O povo se deixa iludir por aquele candidato que come na rua durante a campanha e que faz promessas que jamais serão cumpridas. Há um ano atrás todos concordávamos que o governo petista tinha sido um grande erro, sobretudo devido à continuidade no poder. Mas por que quase ninguém fala do mesmo problema no governo de São Paulo pelos tucanos? Será que a mídia esqueceu dos escândalos da merenda e do metrô? A economia nacional não melhorou, pelo contrário: temos um número maior de desempregados e de pais desesperados. Ué, mas há um ano atrás o problema não era exclusivo da Dilma e com a sua retirada tudo voltaria ao normal? 

O pior é que nesse momento difícil muitos oportunistas tentam tirar vantagens. Não basta apenas receber a informação e divulgar como se fosse verdade absoluta, é preciso olhar profundamente e tentar entender o motivo de ser de tais informações (ou falta de informações) em determinados momentos. Não quero formular uma teoria da conspiração, mas em um mundo globalizado as notícias são valiosas para a formação da opinião pública, formuladas para manipular a massa de acordo com determinados interesses.
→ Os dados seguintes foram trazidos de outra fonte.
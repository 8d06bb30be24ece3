use comrak::plugins::syntect::SyntectAdapter;
use comrak::{ComrakOptions, ComrakPlugins, markdown_to_html_with_plugins};
use once_cell::sync::Lazy;

static MARKDOWN_OPTIONS: Lazy<ComrakOptions> = Lazy::new(|| {
    let mut options = ComrakOptions::default();
    options.extension.table = true;
    options.extension.strikethrough = true;
    options.extension.tasklist = true;
    options.extension.autolink = true;
    // Answers come from the backend model, so raw HTML in them stays escaped.
    options.render.unsafe_ = false;
    options
});

static HIGHLIGHTER: Lazy<SyntectAdapter> =
    Lazy::new(|| SyntectAdapter::new(Some("base16-ocean.dark")));

/// Render an answer's markdown into an HTML fragment.
pub fn markdown_to_html(md: &str) -> String {
    let mut plugins = ComrakPlugins::default();
    plugins.render.codefence_syntax_highlighter = Some(&*HIGHLIGHTER);
    markdown_to_html_with_plugins(md, &MARKDOWN_OPTIONS, &plugins)
}

#[cfg(test)]
mod tests {
    use super::*;

    #[test]
    fn test_bold_renders_strong() {
        let html = markdown_to_html("**$500**");
        assert!(html.contains("<strong>$500</strong>"), "got {html}");
    }

    #[test]
    fn test_lists_and_tables() {
        let html = markdown_to_html("- one\n- two\n\n| a | b |\n|---|---|\n| 1 | 2 |\n");
        assert!(html.contains("<li>one</li>"));
        assert!(html.contains("<table>"));
    }

    #[test]
    fn test_raw_html_not_passed_through() {
        let html = markdown_to_html("<script>alert(1)</script>");
        assert!(!html.contains("<script>"));
    }
}
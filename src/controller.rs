//! Conversation state and the transitions that drive it.
//!
//! [`Session`] is plain data plus synchronous update methods. Methods that need
//! the backend hand back a [`Request`]; the caller runs it with [`execute`] and
//! feeds the resulting [`Completion`] into [`Session::apply`]. The view layer
//! owns the async side, so every transition here is testable without a runtime.
//!
//! Requests carry a [`Ticket`]. Clearing the document or loading a new one
//! starts a new generation, and completions from an older generation are
//! dropped instead of leaking into the fresh transcript.

use crate::markdown::markdown_to_html;
use crate::transport::{Transport, TransportResult};
use crate::types::{AskResponse, ChatMessage, SelectedFile, UploadResponse};

pub const UPLOAD_ERROR_TEXT: &str =
    "Error uploading document. Please check your connection and try again.";
pub const ASK_ERROR_TEXT: &str = "Error getting answer. Please try again.";

pub fn welcome_text(file_name: &str) -> String {
    format!(
        "Document \"{file_name}\" uploaded successfully! You can now ask questions about its content."
    )
}

/// A rejected user action. Nothing in the session changed.
#[derive(Clone, Copy, Debug, PartialEq, Eq, thiserror::Error)]
pub enum Notice {
    #[error("Please select a PDF file")]
    NotPdf,

    #[error("Please select a file first")]
    NoFileStaged,

    #[error("Please enter a question")]
    EmptyQuestion,

    #[error("Please upload a document first")]
    NoDocument,
}

#[derive(Clone, Copy, Debug, PartialEq, Eq)]
pub struct Ticket {
    seq: u64,
    generation: u64,
}

/// Outbound work produced by a session transition.
#[derive(Clone, Debug, PartialEq, Eq)]
pub enum Request {
    Upload {
        ticket: Ticket,
        file: SelectedFile,
    },
    Ask {
        ticket: Ticket,
        question: String,
        doc_id: String,
    },
}

impl Request {
    pub fn ticket(&self) -> Ticket {
        match self {
            Request::Upload { ticket, .. } | Request::Ask { ticket, .. } => *ticket,
        }
    }
}

/// The single result of running a [`Request`].
#[derive(Debug)]
pub enum Completion {
    Upload {
        ticket: Ticket,
        file_name: String,
        result: TransportResult<UploadResponse>,
    },
    Ask {
        ticket: Ticket,
        result: TransportResult<AskResponse>,
    },
}

/// Run one request against the backend. Resolves exactly once.
pub async fn execute(transport: &dyn Transport, request: Request) -> Completion {
    match request {
        Request::Upload { ticket, file } => {
            let result = transport.upload_document(&file).await;
            Completion::Upload {
                ticket,
                file_name: file.name,
                result,
            }
        }
        Request::Ask {
            ticket,
            question,
            doc_id,
        } => {
            let result = transport.ask_question(&question, &doc_id).await;
            Completion::Ask { ticket, result }
        }
    }
}

/// Backend-reported facts about the active document.
#[derive(Clone, Debug, PartialEq, Eq)]
pub struct DocumentStats {
    pub message: String,
    pub total_chunks: u64,
    pub document_length: u64,
}

#[derive(Clone, Debug, Default, PartialEq)]
pub struct Session {
    messages: Vec<ChatMessage>,
    current_question: String,
    pending_file: Option<SelectedFile>,
    current_document_id: Option<String>,
    uploaded_file_name: String,
    document_stats: Option<DocumentStats>,
    uploads_in_flight: usize,
    asks_in_flight: usize,
    latest_upload: Option<u64>,
    generation: u64,
    next_seq: u64,
}

impl Session {
    pub fn new() -> Self {
        Self::default()
    }

    pub fn messages(&self) -> &[ChatMessage] {
        &self.messages
    }

    pub fn current_question(&self) -> &str {
        &self.current_question
    }

    pub fn pending_file(&self) -> Option<&SelectedFile> {
        self.pending_file.as_ref()
    }

    pub fn current_document_id(&self) -> Option<&str> {
        self.current_document_id.as_deref()
    }

    pub fn uploaded_file_name(&self) -> &str {
        &self.uploaded_file_name
    }

    pub fn document_stats(&self) -> Option<&DocumentStats> {
        self.document_stats.as_ref()
    }

    pub fn is_uploading(&self) -> bool {
        self.uploads_in_flight > 0
    }

    pub fn is_asking(&self) -> bool {
        self.asks_in_flight > 0
    }

    fn issue_ticket(&mut self) -> Ticket {
        self.next_seq += 1;
        Ticket {
            seq: self.next_seq,
            generation: self.generation,
        }
    }

    /// Stage a picked file and start uploading it right away.
    pub fn select_file(&mut self, file: SelectedFile) -> Result<Request, Notice> {
        if !file.is_pdf() {
            tracing::debug!(name = %file.name, media_type = %file.media_type, "rejected non-PDF file");
            return Err(Notice::NotPdf);
        }
        self.pending_file = Some(file);
        self.upload_staged()
    }

    /// Issue an upload for the staged file.
    pub fn upload_staged(&mut self) -> Result<Request, Notice> {
        let file = self.pending_file.clone().ok_or(Notice::NoFileStaged)?;
        let ticket = self.issue_ticket();
        self.latest_upload = Some(ticket.seq);
        self.uploads_in_flight += 1;
        tracing::debug!(name = %file.name, bytes = file.bytes.len(), "upload issued");
        Ok(Request::Upload { ticket, file })
    }

    pub fn set_question(&mut self, question: impl Into<String>) {
        self.current_question = question.into();
    }

    /// Append the current question to the transcript and issue it.
    pub fn ask(&mut self) -> Result<Request, Notice> {
        if self.current_question.trim().is_empty() {
            return Err(Notice::EmptyQuestion);
        }
        let doc_id = self.current_document_id.clone().ok_or(Notice::NoDocument)?;
        let question = self.current_question.clone();

        self.messages.push(ChatMessage::user(question.clone()));
        let ticket = self.issue_ticket();
        self.asks_in_flight += 1;
        tracing::debug!(%doc_id, "question issued");
        Ok(Request::Ask {
            ticket,
            question,
            doc_id,
        })
    }

    /// Forget the active document and transcript. Requests still in flight
    /// complete but no longer touch the transcript.
    pub fn clear_document(&mut self) {
        self.current_document_id = None;
        self.uploaded_file_name.clear();
        self.document_stats = None;
        self.pending_file = None;
        self.messages.clear();
        self.current_question.clear();
        self.latest_upload = None;
        self.generation += 1;
    }

    /// Route a completion to its handler. Returns `false` when it was stale.
    pub fn apply(&mut self, completion: Completion) -> bool {
        match completion {
            Completion::Upload {
                ticket,
                file_name,
                result,
            } => self.complete_upload(ticket, &file_name, result),
            Completion::Ask { ticket, result } => self.complete_ask(ticket, result),
        }
    }

    /// Results of a superseded or cleared upload are discarded silently, success or failure.
    pub fn complete_upload(
        &mut self,
        ticket: Ticket,
        file_name: &str,
        result: TransportResult<UploadResponse>,
    ) -> bool {
        self.uploads_in_flight = self.uploads_in_flight.saturating_sub(1);
        if self.latest_upload != Some(ticket.seq) {
            tracing::debug!(file_name, "dropping superseded upload result");
            return false;
        }
        self.latest_upload = None;
        self.pending_file = None;

        match result {
            Ok(response) => {
                tracing::info!(
                    doc_id = %response.doc_id,
                    chunks = response.total_chunks,
                    length = response.document_length,
                    "document uploaded"
                );
                self.generation += 1;
                self.current_document_id = Some(response.doc_id);
                self.uploaded_file_name = file_name.to_string();
                self.document_stats = Some(DocumentStats {
                    message: response.message,
                    total_chunks: response.total_chunks,
                    document_length: response.document_length,
                });
                self.messages.clear();
                self.messages.push(ChatMessage::assistant(welcome_text(file_name)));
            }
            Err(err) => {
                tracing::warn!(file_name, error = %err, "upload failed");
                self.messages.push(ChatMessage::assistant(UPLOAD_ERROR_TEXT));
            }
        }
        true
    }

    pub fn complete_ask(&mut self, ticket: Ticket, result: TransportResult<AskResponse>) -> bool {
        self.asks_in_flight = self.asks_in_flight.saturating_sub(1);
        if ticket.generation != self.generation {
            tracing::debug!("dropping answer for a cleared session");
            return false;
        }

        match result {
            Ok(response) => {
                if let Some(doc_id) = response.doc_id.as_deref()
                    && Some(doc_id) != self.current_document_id.as_deref()
                {
                    tracing::debug!(doc_id, "answer names a different document");
                }
                let html = markdown_to_html(&response.answer);
                self.messages.push(ChatMessage::assistant_html(html));
                self.current_question.clear();
            }
            Err(err) => {
                tracing::warn!(error = %err, "ask failed");
                self.messages.push(ChatMessage::assistant(ASK_ERROR_TEXT));
            }
        }
        true
    }
}

#[cfg(test)]
mod tests {
    use super::*;
    use crate::types::Role;

    fn pdf(name: &str) -> SelectedFile {
        SelectedFile::new(name, "application/pdf", b"%PDF-1.4".to_vec())
    }

    fn uploaded(doc_id: &str) -> UploadResponse {
        UploadResponse {
            message: "ok".to_string(),
            doc_id: doc_id.to_string(),
            total_chunks: 1,
            document_length: 10,
        }
    }

    fn expect_upload(request: Request) -> (Ticket, SelectedFile) {
        match request {
            Request::Upload { ticket, file } => (ticket, file),
            other => panic!("expected upload, got {other:?}"),
        }
    }

    #[test]
    fn test_new_session_is_empty() {
        let session = Session::new();
        assert!(session.messages().is_empty());
        assert!(session.current_document_id().is_none());
        assert!(!session.is_uploading());
        assert!(!session.is_asking());
    }

    #[test]
    fn test_select_file_issues_upload_and_sets_busy() {
        let mut session = Session::new();
        let (_, file) = expect_upload(session.select_file(pdf("a.pdf")).unwrap());
        assert_eq!(file.name, "a.pdf");
        assert!(session.is_uploading());
        assert_eq!(session.pending_file().map(|f| f.name.as_str()), Some("a.pdf"));
    }

    #[test]
    fn test_upload_staged_without_file() {
        let mut session = Session::new();
        assert_eq!(session.upload_staged(), Err(Notice::NoFileStaged));
        assert!(!session.is_uploading());
    }

    #[test]
    fn test_welcome_names_the_file() {
        let mut session = Session::new();
        let (ticket, file) = expect_upload(session.select_file(pdf("report.pdf")).unwrap());
        assert!(session.complete_upload(ticket, &file.name, Ok(uploaded("d1"))));

        let messages = session.messages();
        assert_eq!(messages.len(), 1);
        assert_eq!(messages[0].role, Role::Assistant);
        assert_eq!(messages[0].content, welcome_text("report.pdf"));
        assert_eq!(session.uploaded_file_name(), "report.pdf");
        assert_eq!(session.document_stats().map(|s| s.total_chunks), Some(1));
    }

    #[test]
    fn test_superseded_upload_is_dropped() {
        let mut session = Session::new();
        let (first, _) = expect_upload(session.select_file(pdf("one.pdf")).unwrap());
        let (second, _) = expect_upload(session.select_file(pdf("two.pdf")).unwrap());

        assert!(session.complete_upload(second, "two.pdf", Ok(uploaded("D2"))));
        assert!(!session.complete_upload(first, "one.pdf", Ok(uploaded("D1"))));
        assert_eq!(session.current_document_id(), Some("D2"));
        assert!(!session.is_uploading());
    }

    #[test]
    fn test_superseded_upload_failure_adds_no_message() {
        let mut session = Session::new();
        let (first, _) = expect_upload(session.select_file(pdf("a.pdf")).unwrap());
        let (second, _) = expect_upload(session.select_file(pdf("b.pdf")).unwrap());

        let failed = Err(crate::transport::TransportError::Status {
            status: reqwest::StatusCode::BAD_GATEWAY,
            body: String::new(),
        });
        assert!(!session.complete_upload(first, "a.pdf", failed));
        assert!(session.messages().is_empty());
        assert!(session.is_uploading());

        assert!(session.complete_upload(second, "b.pdf", Ok(uploaded("D2"))));
        let contents: Vec<&str> = session.messages().iter().map(|m| m.content.as_str()).collect();
        assert_eq!(contents, vec![welcome_text("b.pdf").as_str()]);
        assert!(!contents.contains(&UPLOAD_ERROR_TEXT));
    }

    #[test]
    fn test_ticket_sequence_increases() {
        let mut session = Session::new();
        let a = session.select_file(pdf("a.pdf")).unwrap().ticket();
        let b = session.select_file(pdf("b.pdf")).unwrap().ticket();
        assert!(b.seq > a.seq);
        assert_eq!(a.generation, b.generation);
    }
}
A parcialidade jornalística está cada vez mais explícita, sobretudo pela crise econômica e política. Espero que não sejamos a nova Venezuela (seja de direita ou de esquerda).

É preciso compreender que a política vai muito além dos três meses de campanha eleitoral a cada dois anos. A política está presente em todos os dias da vida de um cidadão, seja no preço das mercadorias, na falta de emprego ou mesmo no investimento inadequado de verbas públicas. Existem várias críticas ao pensamento marxista: poucas coerentes, muitas apenas formuladas pela incapacidade intelectual de formular hipóteses e analisar a realidade. O fato é que desde a ditadura militar, patrocinada pelos EUA em toda a América Latina, é moda criticar um pensamento que não seja o de defesa ao capitalismo neoliberal. Mas, por mais simplista que seja a visão marxista que se resumo à luta de classes, como dizem alguns críticos, é fato que todas as esferas são influenciadas pela questão econômica, independente de qual área seja e que assim as disputas se resumem a interesses de diferente classes. O dinheiro é fator determinante seja na política, na sociologia, no direito, na engenharia, nas indústrias, na vida familiar, na antropologia; enfim, em uma sociedade capitalista tudo vai bem se a economia estiver saudável. E como a economia brasileira está doente, então a sociedade brasileira também adoece. 

Reitero aqui, assim como no primeiro post, o lema francês que acredito ser a base para estabilidade social: Liberdade, Igualdade e Fraternidade! Enquanto isso somos os filhos e herdeiros de uma política criminosa encenada em um teatro de vampiros.